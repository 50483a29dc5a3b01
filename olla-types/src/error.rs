//! Error types for all olla crates.

/// Failures at the HTTP boundary. Always fatal; requests are never retried.
#[derive(Debug, thiserror::Error)]
pub enum TransportError {
    /// The request could not be sent (connection refused, DNS failure, etc.).
    #[error("failed to make request: {0}")]
    Request(#[source] Box<dyn std::error::Error + Send + Sync>),
    /// The request or the connection attempt timed out.
    #[error("request timed out: {0}")]
    Timeout(#[source] Box<dyn std::error::Error + Send + Sync>),
    /// The server answered with a non-success status.
    #[error("received non-200 response status {status}: {body}")]
    Status {
        /// HTTP status code.
        status: u16,
        /// Response body, kept for diagnostics.
        body: String,
    },
    /// Reading the response body failed part way through.
    #[error("error reading from stream: {0}")]
    Read(#[source] Box<dyn std::error::Error + Send + Sync>),
    /// The request body could not be serialized.
    #[error("failed to marshal JSON: {0}")]
    Encode(#[from] serde_json::Error),
}

impl TransportError {
    /// Whether this failure was a timeout.
    #[must_use]
    pub fn is_timeout(&self) -> bool {
        matches!(self, Self::Timeout(_))
    }

    /// The HTTP status, if the server answered at all.
    #[must_use]
    pub fn status(&self) -> Option<u16> {
        match self {
            Self::Status { status, .. } => Some(*status),
            _ => None,
        }
    }
}

/// A single frame that could not be decoded into an event.
#[derive(Debug, Clone, PartialEq, Eq, thiserror::Error)]
#[error("error decoding JSON ({reason}): {frame}")]
pub struct DecodeError {
    /// The offending raw frame, lossily converted to text.
    pub frame: String,
    /// What went wrong.
    pub reason: String,
}

impl DecodeError {
    /// Build a decode error from raw frame bytes.
    pub fn new(frame: &[u8], reason: impl Into<String>) -> Self {
        Self {
            frame: String::from_utf8_lossy(frame).into_owned(),
            reason: reason.into(),
        }
    }
}

/// Errors surfaced while consuming a response stream.
///
/// `Decode` is the only non-fatal kind: the decoder yields it and keeps going.
/// Every other kind ends the sequence.
#[derive(Debug, thiserror::Error)]
pub enum StreamError {
    /// HTTP-level failure.
    #[error(transparent)]
    Transport(#[from] TransportError),
    /// One malformed frame.
    #[error(transparent)]
    Decode(#[from] DecodeError),
    /// End of input was reached before a `done=true` frame.
    #[error("stream ended without a terminal done event")]
    Incomplete,
    /// More malformed frames than the assembler tolerates.
    #[error("{count} malformed frames received, last: {last}")]
    RepeatedDecode {
        /// How many malformed frames were seen.
        count: usize,
        /// The most recent one.
        last: DecodeError,
    },
}

impl StreamError {
    /// Whether this error ends the stream.
    #[must_use]
    pub fn is_fatal(&self) -> bool {
        !matches!(self, Self::Decode(_))
    }
}

/// A failed run: the fatal error plus whatever text was assembled before it.
#[derive(Debug, thiserror::Error)]
#[error("{kind}")]
pub struct RunError {
    kind: StreamError,
    partial: String,
}

impl RunError {
    /// Pair an error with the text assembled so far.
    pub fn new(kind: StreamError, partial: impl Into<String>) -> Self {
        Self {
            kind,
            partial: partial.into(),
        }
    }

    /// The underlying error.
    #[must_use]
    pub fn kind(&self) -> &StreamError {
        &self.kind
    }

    /// Text assembled before the failure. Empty if nothing arrived.
    #[must_use]
    pub fn partial_text(&self) -> &str {
        &self.partial
    }

    /// Split into the error and the partial text.
    #[must_use]
    pub fn into_parts(self) -> (StreamError, String) {
        (self.kind, self.partial)
    }
}

impl From<StreamError> for RunError {
    fn from(kind: StreamError) -> Self {
        Self::new(kind, String::new())
    }
}

impl From<TransportError> for RunError {
    fn from(err: TransportError) -> Self {
        Self::new(StreamError::Transport(err), String::new())
    }
}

What the task asks: Write out the lines of the entries, word for word, from the first through the one containing "Request(#[source] Box<dyn std::error::Error", and stop at that line.

Answer section:
repository 50483a29dc5a3b01
filename olla-types/src/error.rs
//! Error types for all olla crates.

/// Failures at the HTTP boundary. Always fatal; requests are never retried.
#[derive(Debug, thiserror::Error)]
pub enum TransportError {
    /// The request could not be sent (connection refused, DNS failure, etc.).
    #[error("failed to make request: {0}")]
    Request(#[source] Box<dyn std::error::Error + Send + Sync>),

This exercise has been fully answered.